Russell Davies thinks we’re missing out when our browsers hide URLs from us:

[For a while…] domain names and URLs became part of the fun of the web. While the more commercial parts of town got excited about the money changing hands for cars.com, the bohemian quarters were creating baroque constructions like del.icio.us or mucking about with ridiculously domains.

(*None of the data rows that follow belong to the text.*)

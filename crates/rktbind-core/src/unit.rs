//! Declaration sequence loading.
//!
//! A front-end dumps one translation unit as a JSON document:
//!
//! ```json
//! { "declarations": [ { "id": 1, "name": "Color", "kind": "enum", ... } ] }
//! ```
//!
//! Declarations appear in traversal order, which is the order the
//! generator consumes them in.

use std::collections::HashMap;
use std::path::Path;

use serde::{Deserialize, Serialize};

use crate::decl::{DeclId, Declaration};
use crate::error::{DeclError, Result};

/// An ordered sequence of declarations from one translation unit.
#[derive(Debug, Clone, Default, PartialEq, Eq, Serialize, Deserialize)]
pub struct DeclarationUnit {
    /// Declarations in traversal order.
    #[serde(default)]
    pub declarations: Vec<Declaration>,
}

impl DeclarationUnit {
    pub fn new(declarations: Vec<Declaration>) -> Self {
        Self { declarations }
    }

    /// Parse a declaration unit from a JSON string.
    pub fn parse(input: &str) -> Result<Self> {
        let unit: DeclarationUnit = serde_json::from_str(input)?;
        unit.validate()?;
        Ok(unit)
    }

    /// Parse a declaration unit from a file path.
    pub fn load(path: &Path) -> Result<Self> {
        let content = std::fs::read_to_string(path)?;
        Self::parse(&content)
    }

    /// Check that no identity token is shared by differently named declarations.
    ///
    /// Repeated encounters of one node carry the same token and name; a token
    /// reused under another name means the front-end's identities are unstable.
    pub fn validate(&self) -> Result<()> {
        let mut seen: HashMap<DeclId, &str> = HashMap::new();
        for decl in &self.declarations {
            if decl.name.is_empty() {
                return Err(DeclError::InvalidDeclaration {
                    detail: format!("declaration {} has an empty name", decl.id),
                });
            }
            match seen.get(&decl.id) {
                Some(prev) if *prev != decl.name => {
                    return Err(DeclError::InvalidDeclaration {
                        detail: format!(
                            "identity token {} used for both '{}' and '{}'",
                            decl.id, prev, decl.name
                        ),
                    });
                }
                Some(_) => {}
                None => {
                    seen.insert(decl.id, &decl.name);
                }
            }
        }
        Ok(())
    }

    pub fn len(&self) -> usize {
        self.declarations.len()
    }

    pub fn is_empty(&self) -> bool {
        self.declarations.is_empty()
    }

    pub fn iter(&self) -> std::slice::Iter<'_, Declaration> {
        self.declarations.iter()
    }
}

impl<'a> IntoIterator for &'a DeclarationUnit {
    type Item = &'a Declaration;
    type IntoIter = std::slice::Iter<'a, Declaration>;

    fn into_iter(self) -> Self::IntoIter {
        self.declarations.iter()
    }
}

#[cfg(test)]
mod tests {
    use super::*;
    use crate::decl::DeclKind;

    const COLOR_AND_FN: &str = r#"{
        "declarations": [
            {
                "id": 1,
                "name": "Color",
                "location": "color.h:1:6",
                "kind": "enum",
                "enumerators": [
                    {"name": "RED", "value": 0},
                    {"name": "GREEN", "value": 1}
                ]
            },
            {"id": 2, "name": "RED", "kind": "other"},
            {
                "id": 3,
                "name": "paint",
                "kind": "function",
                "prototype": {"ret": {"named": "void"}, "params": [{"enum": {"name": "Color"}}]}
            }
        ]
    }"#;

    #[test]
    fn parse_unit_in_order() {
        let unit = DeclarationUnit::parse(COLOR_AND_FN).unwrap();
        assert_eq!(unit.len(), 3);
        let names: Vec<&str> = unit.iter().map(|d| d.name.as_str()).collect();
        assert_eq!(names, ["Color", "RED", "paint"]);
        assert!(matches!(unit.declarations[0].kind, DeclKind::Enum { .. }));
    }

    #[test]
    fn empty_document() {
        let unit = DeclarationUnit::parse("{}").unwrap();
        assert!(unit.is_empty());
    }

    #[test]
    fn repeated_token_same_name_is_fine() {
        let unit = DeclarationUnit::new(vec![
            Declaration::forward_struct(4, "Item"),
            Declaration::forward_struct(4, "Item"),
        ]);
        assert!(unit.validate().is_ok());
    }

    #[test]
    fn reused_token_is_rejected() {
        let unit = DeclarationUnit::new(vec![
            Declaration::forward_struct(4, "Item"),
            Declaration::forward_struct(4, "Other"),
        ]);
        let err = unit.validate().unwrap_err();
        assert!(err.to_string().contains("identity token #4"));
    }

    #[test]
    fn empty_name_is_rejected() {
        let unit = DeclarationUnit::new(vec![Declaration::forward_struct(1, "")]);
        assert!(unit.validate().is_err());
    }

    #[test]
    fn malformed_json_is_an_error() {
        assert!(matches!(
            DeclarationUnit::parse("{ not json"),
            Err(DeclError::Json(_))
        ));
    }

    #[test]
    fn load_from_file() {
        let dir = tempfile::tempdir().unwrap();
        let path = dir.path().join("decls.json");
        std::fs::write(&path, COLOR_AND_FN).unwrap();
        let unit = DeclarationUnit::load(&path).unwrap();
        assert_eq!(unit.len(), 3);
    }

    #[test]
    fn load_missing_file() {
        let dir = tempfile::tempdir().unwrap();
        let err = DeclarationUnit::load(&dir.path().join("nope.json")).unwrap_err();
        assert!(matches!(err, DeclError::Io(_)));
    }
}
//! C type to binding-type expression mapping.
//!
//! [`map_type`] turns a [`CType`] into an `ffi/unsafe` type expression and
//! records every user-defined name the expression refers to. The `owner`
//! is the translated name of the definition being built; references to it
//! are never recorded, so a record may point at itself without depending
//! on itself.

use std::collections::BTreeSet;

use rktbind_core::decl::is_anonymous_name;
use rktbind_core::{CType, FnProto, TagRef};

use crate::naming::AnonymousRegistry;

/// Prefix that turns a C name into a binding-dialect name.
pub const NAME_PREFIX: &str = "_";

/// Binding alias of C `void`; also the sentinel dependency of opaque placeholders.
pub const VOID_ALIAS: &str = "_void";

/// Untyped opaque pointer.
pub const OPAQUE_POINTER: &str = "_pointer";

/// Marshalled C string.
pub const STRING_TYPE: &str = "_string";

/// Inline marker placed in front of a fragment that could not be mapped.
///
/// It comments out the rest of the line, so the generated module fails to
/// load where the problem is.
pub const ERROR_MARKER: &str = ";; error: ";

/// Result of mapping one type.
#[derive(Debug, Clone, PartialEq, Eq)]
pub struct Mapped {
    /// `false` when `text` is only a best-effort rendering.
    pub ok: bool,
    /// Binding-dialect type expression.
    pub text: String,
}

impl Mapped {
    fn ok(text: impl Into<String>) -> Self {
        Self {
            ok: true,
            text: text.into(),
        }
    }

    /// `text`, prefixed with [`ERROR_MARKER`] when mapping failed.
    pub fn marked(&self) -> String {
        if self.ok {
            self.text.clone()
        } else {
            format!("{ERROR_MARKER}{}", self.text)
        }
    }
}

/// Binding alias for a builtin C scalar spelling.
pub fn builtin_alias(c_name: &str) -> Option<&'static str> {
    let alias = match c_name {
        "_Bool" | "bool" => "_bool",
        "char" => "_byte",
        "signed char" | "int8_t" => "_int8",
        "unsigned char" | "uint8_t" => "_uint8",
        "short" | "int16_t" => "_int16",
        "unsigned short" | "uint16_t" => "_uint16",
        "int" | "int32_t" => "_int32",
        "unsigned int" | "uint32_t" => "_uint32",
        "long" => "_long",
        "unsigned long" => "_ulong",
        "long long" | "int64_t" => "_int64",
        "unsigned long long" | "uint64_t" => "_uint64",
        "float" => "_float",
        "double" => "_double",
        "void" => VOID_ALIAS,
        _ => return None,
    };
    Some(alias)
}

/// Translated name of a C name: the dialect prefix in front of it.
pub fn translate(c_name: &str) -> String {
    format!("{NAME_PREFIX}{c_name}")
}

/// Translated name of an enum, struct, or union reference.
///
/// Anonymous aggregates resolve through the registry when the reference
/// carries the aggregate's identity token.
pub fn translate_tag(tag: &TagRef, anon: &mut AnonymousRegistry) -> String {
    match tag.decl {
        Some(id) if is_anonymous_name(&tag.name) => translate(anon.name_for(id)),
        _ => translate(&tag.name),
    }
}

/// Map `ty` to a binding type expression, adding referenced names to `deps`.
///
/// Never fails outright: an unmappable type yields `ok == false` together
/// with the best text available so generation can continue.
pub fn map_type(
    ty: &CType,
    deps: &mut BTreeSet<String>,
    owner: &str,
    anon: &mut AnonymousRegistry,
) -> Mapped {
    match ty {
        CType::Pointer(pointee) => map_pointer(pointee, deps, owner, anon),
        CType::FunctionPointer(proto) => Mapped::ok(fn_signature(proto, deps, owner, anon)),
        CType::Array(array) => {
            let element = map_type(&array.element, deps, owner, anon);
            let count = array.count();
            Mapped {
                ok: element.ok && count > 0,
                text: format!("(_array/vector {} {count})", element.text),
            }
        }
        CType::Enum(tag) | CType::Struct(tag) | CType::Union(tag) => {
            let name = translate_tag(tag, anon);
            depend_on(deps, &name, owner);
            Mapped::ok(name)
        }
        CType::Named(name) => match builtin_alias(name) {
            Some(alias) => Mapped::ok(alias),
            None => {
                let name = translate(name);
                depend_on(deps, &name, owner);
                Mapped::ok(name)
            }
        },
    }
}

/// Render a prototype as `(_fun <params> -> <ret>)`.
///
/// Parameters that fail to map are marked inline; the signature is still
/// produced.
pub fn fn_signature(
    proto: &FnProto,
    deps: &mut BTreeSet<String>,
    owner: &str,
    anon: &mut AnonymousRegistry,
) -> String {
    let ret = map_type(&proto.ret, deps, owner, anon);
    let mut text = String::new();
    if !ret.ok {
        text.push_str(ERROR_MARKER);
    }
    text.push_str("(_fun ");
    for param in &proto.params {
        let mapped = map_type(param, deps, owner, anon);
        text.push_str(&mapped.marked());
        text.push(' ');
    }
    text.push_str("-> ");
    text.push_str(&ret.text);
    text.push(')');
    text
}

fn map_pointer(
    pointee: &CType,
    deps: &mut BTreeSet<String>,
    owner: &str,
    anon: &mut AnonymousRegistry,
) -> Mapped {
    let inner = map_type(pointee, deps, owner, anon);
    let text = if inner.text == VOID_ALIAS || inner.text == owner {
        OPAQUE_POINTER.to_string()
    } else if pointee.is_record() {
        format!("(_or-null {}-pointer)", inner.text)
    } else if pointee.is_char() {
        STRING_TYPE.to_string()
    } else {
        format!("(_cpointer {})", inner.text)
    };
    Mapped { ok: inner.ok, text }
}

fn depend_on(deps: &mut BTreeSet<String>, name: &str, owner: &str) {
    if name != owner {
        deps.insert(name.to_string());
    }
}
//! Synthetic names for anonymous aggregates.

use std::collections::HashMap;

use rktbind_core::DeclId;

/// Maps identity tokens of anonymous aggregates to synthetic names.
///
/// Names are `anon_1`, `anon_2`, ... in first-encounter order. Entries are
/// never removed, so one token maps to one name for the whole run.
#[derive(Debug, Default)]
pub struct AnonymousRegistry {
    names: HashMap<DeclId, String>,
    count: u32,
}

impl AnonymousRegistry {
    pub fn new() -> Self {
        Self::default()
    }

    /// The synthetic name for `id`, assigning the next one on first encounter.
    pub fn name_for(&mut self, id: DeclId) -> &str {
        let count = &mut self.count;
        self.names.entry(id).or_insert_with(|| {
            *count += 1;
            format!("anon_{count}")
        })
    }

    /// The synthetic name for `id` if one was already assigned.
    pub fn get(&self, id: DeclId) -> Option<&str> {
        self.names.get(&id).map(String::as_str)
    }

    /// Number of names assigned so far.
    pub fn len(&self) -> usize {
        self.names.len()
    }

    pub fn is_empty(&self) -> bool {
        self.names.is_empty()
    }
}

He’s right that our web browsers not ‘wasting’ screen space on displaying a URL in full is a bad thing, though I’m less taken than he is with the joy of broken-backed English language words and phrases being rejigged as domain names just because they ended in .us or .in or whatever. It seems to me that when faced with a shortened URL, the least your browser could do for you is present you with the unshortened version of the URL in a pop-up before you click on it. That way, you could both appreciate whatever degree of wit the site’s owner was trying to convey in constructing that URL , and in the interests of clarity.[note]There’s also an argument that URL shortener sites are bad for us, in part because they are trying to shoehorn themselves into a place in the infrastructure of the internet and this should be resisted in the interests of maintaining the sanctity of DNS as the One True Authority (until we come up with something better) on where a domain lives and what it’s called. But that’s an argument for another day.[/note]

Still, I do like the slogan he suggests for the movement to have browsers devote some screen space do displaying domains again:

Beneath The Shorteners, The Web!

Damn straight!

[Via Russell Davies]

Yearning for Shoggoths

In the wake of Guillermo del Toro’s big night at the Oscars, here’s hoping someone will finally give him the money to show us his take on an Old One:

[From a New Yorker profile written when he was between films, having left the ill-fated effort to film The Hobbit and not yet turned his attention to Pacific Rim.]

Even though del Toro’s team had three months to experiment, the challenge was immense. The frozen city, for example, could emerge only after the artists had settled how the Old Ones moved, ate, and slept. “If you spend enough time strolling in the street—seeing a cathedral, seeing a door opening and closing in a building or a car—you understand the ergonomics of human beings,” he said. With a few key shots, del Toro needed to conjure, wordlessly, the lives of the aliens.

He could, you know. He really could.

Give him however much money he wants, send him off with Ron Perlman and Doug Jones and a bunch of creature designers to lead and see what comes back. Whether it’s a shoggoth or Baba Yaga or the ghost of Lobster Johnson or Hellboy in Hell, it’ll be worth seeing.